Dayr Aban (also spelled Deir Aban;  ) was a Palestinian Arab village in the Jerusalem Subdistrict, located on the lower slope of a high ridge that formed the western slope of a mountain, to the east of Beit Shemesh. It was formerly bordered by olive trees to the north, east, and west. The valley, Wadi en-Najil, ran north and south on the west-side of the village. It was depopulated during the 1948 Arab-Israeli War on October 19, 1948, during Operation Ha-Har. It was located 21 km west of Jerusalem. Today there are over 5000 people originally from Dayr Aban living in Jordan.

History
In pre-Roman and Roman times the settlement was referred to as "Abenezer", and may have been the location of the biblical site Eben-Ezer.().

Ottoman era
In 1596, Dayr Aban appeared in Ottoman tax registers as being in the Nahiya of Quds of the Liwa of Quds. It had a population of 23 Muslim households and 23 Christian households; that is, an estimated 127 persons. They paid a fixed tax rate of 33,3% on agricultural products, such as wheat, barley, olives, and goats or beehives; a total of 9,700 Akçe.

Victor Guérin described it in 1863 as being a large village, and its adjacent valley "strewn with sesame." An Ottoman village list from about 1870 found that the village had a population of 443, in a total of 135 houses, though the population count included men, only. 

In 1883,  the PEF's Survey of Western Palestine   described Dayr Aban as "a large village on the lower slope of a high ridge, with a well to the north, and olives on the east, west, and north. This place no doubt represents the fourth century site of Ebenezer (I Sam. IV. I) which is mentioned in the Onomasticon (s.v. Ebenezer) as near Beth Shemesh. The village is 2 miles east of 'Ain Shems."

In 1896 the population of Der Aban was estimated to be about 921 persons.

British Mandate era
In the 1922 census of Palestine, conducted by the British Mandate authorities, Dayr Aban had a population of 1,214 inhabitants, all Muslims, increasing in the 1931 census to 1,534 inhabitants, in 321 houses.

In  the 1945 statistics, the village had a total population of 2,100 Arabs; 10 Christians and 2,090 Muslims, with  a total of 22,734 dunums of land. Of this, Arabs used 1,580 dunams for irrigable land or plantations, 14,925 for cereals, while 54 dunams were built-up (urban) Arab land. 

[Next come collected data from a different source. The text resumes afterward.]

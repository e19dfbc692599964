// SPDX-License-Identifier: Apache-2.0
// © James Ross Ω FLYING•ROBOTS <https://github.com/flyingrobots>
//! Config store kept in memory, for assertion-config tests that should not
//! touch the user's config directory.

use std::collections::HashMap;
use std::sync::{Arc, Mutex, MutexGuard};

use flicker_config::{ConfigError, ConfigStore};

/// [`ConfigStore`] backed by a shared map. Clones see the same documents
/// and counters, so a test can hand one clone to `ConfigService` and
/// inspect the other.
#[derive(Clone, Default)]
pub struct InMemoryConfigStore {
    state: Arc<Mutex<State>>,
}

#[derive(Default)]
struct State {
    documents: HashMap<String, Vec<u8>>,
    loads: usize,
    saves: usize,
    fail_on_load: bool,
}

impl InMemoryConfigStore {
    /// Empty store.
    pub fn new() -> Self {
        Self::default()
    }

    fn state(&self) -> MutexGuard<'_, State> {
        self.state.lock().unwrap_or_else(std::sync::PoisonError::into_inner)
    }

    /// Seeds `key` with raw bytes, bypassing the counters. Used for
    /// documents `save` would never write, such as blank or malformed JSON.
    pub fn set_raw(&self, key: &str, bytes: &[u8]) {
        self.state().documents.insert(key.to_owned(), bytes.to_vec());
    }

    /// Makes every following `load_raw` fail with [`ConfigError::Other`].
    pub fn set_fail_on_load(&self, fail: bool) {
        self.state().fail_on_load = fail;
    }

    /// `load_raw` calls so far, failed ones included.
    pub fn load_count(&self) -> usize {
        self.state().loads
    }

    /// `save_raw` calls so far.
    pub fn save_count(&self) -> usize {
        self.state().saves
    }
}

impl ConfigStore for InMemoryConfigStore {
    fn load_raw(&self, key: &str) -> Result<Vec<u8>, ConfigError> {
        let mut state = self.state();
        state.loads += 1;
        if state.fail_on_load {
            return Err(ConfigError::Other(format!("store unavailable for {key}")));
        }
        state.documents.get(key).cloned().ok_or(ConfigError::NotFound)
    }

    fn save_raw(&self, key: &str, data: &[u8]) -> Result<(), ConfigError> {
        let mut state = self.state();
        state.saves += 1;
        state.documents.insert(key.to_owned(), data.to_vec());
        Ok(())
    }
}
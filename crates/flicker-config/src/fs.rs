// SPDX-License-Identifier: Apache-2.0
// © James Ross Ω FLYING•ROBOTS <https://github.com/flyingrobots>
//! Filesystem-backed [`ConfigStore`].

use std::fs;
use std::path::{Path, PathBuf};

use directories::ProjectDirs;

use crate::config::{ConfigError, ConfigStore};

/// Stores configs as `<key>.json` files under one directory.
#[derive(Debug, Clone)]
pub struct FsConfigStore {
    base: PathBuf,
}

impl FsConfigStore {
    /// Store rooted at the user config directory (e.g. `~/.config/flicker`).
    pub fn new() -> Result<Self, ConfigError> {
        let proj = ProjectDirs::from("dev", "flyingrobots", "Flicker")
            .ok_or_else(|| ConfigError::Other("could not resolve config dir".into()))?;
        Self::at(proj.config_dir())
    }

    /// Store rooted at `base`, created if missing.
    pub fn at(base: impl Into<PathBuf>) -> Result<Self, ConfigError> {
        let base = base.into();
        fs::create_dir_all(&base)?;
        Ok(Self { base })
    }

    /// Directory holding the config files.
    pub fn base(&self) -> &Path {
        &self.base
    }

    /// File backing `key`.
    pub fn path_for(&self, key: &str) -> PathBuf {
        self.base.join(format!("{key}.json"))
    }
}

impl ConfigStore for FsConfigStore {
    fn load_raw(&self, key: &str) -> Result<Vec<u8>, ConfigError> {
        match fs::read(self.path_for(key)) {
            Ok(bytes) => Ok(bytes),
            Err(err) if err.kind() == std::io::ErrorKind::NotFound => Err(ConfigError::NotFound),
            Err(err) => Err(ConfigError::Io(err)),
        }
    }

    fn save_raw(&self, key: &str, data: &[u8]) -> Result<(), ConfigError> {
        let path = self.path_for(key);
        if let Some(parent) = path.parent() {
            fs::create_dir_all(parent)?;
        }
        fs::write(path, data)?;
        Ok(())
    }
}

Dayr Aban had a mosque and a pipeline transporting water from 'Ayn Marjalayn, 5 km to the east. The village contains three khirbats: Khirbat Jinna'ir, Khirbat Haraza, and Khirbat al-Suyyag.

1948, aftermath
On 4 August 1948, two weeks into the Second truce of the 1948 Arab–Israeli War, Grand Mufti of Jerusalem and Palestinian nationalist Amin al Husseini noted that ‘for two weeks now . . . the Jews have continued with their attacks on the Arab villages and outposts in all areas. Stormy battles are continuing in the villages of Sataf, Deiraban, Beit Jimal, Ras Abu ‘Amr, ‘Aqqur, and ‘Artuf . . .’

The village became depopulated on 19–20 October 1948, after a military assault during Operation Ha-Har. Through the second half of 1948, the IDF, under Ben-Gurion’s tutelage, continued to destroy Arab villages, including Dayr Aban on 22 October 1948.

After the war, the ruin of Dayr Abban remained under Israeli control under the terms of the 1949 Armistice Agreement between Israel and Jordan, until such time that the agreement was dissolved in 1967.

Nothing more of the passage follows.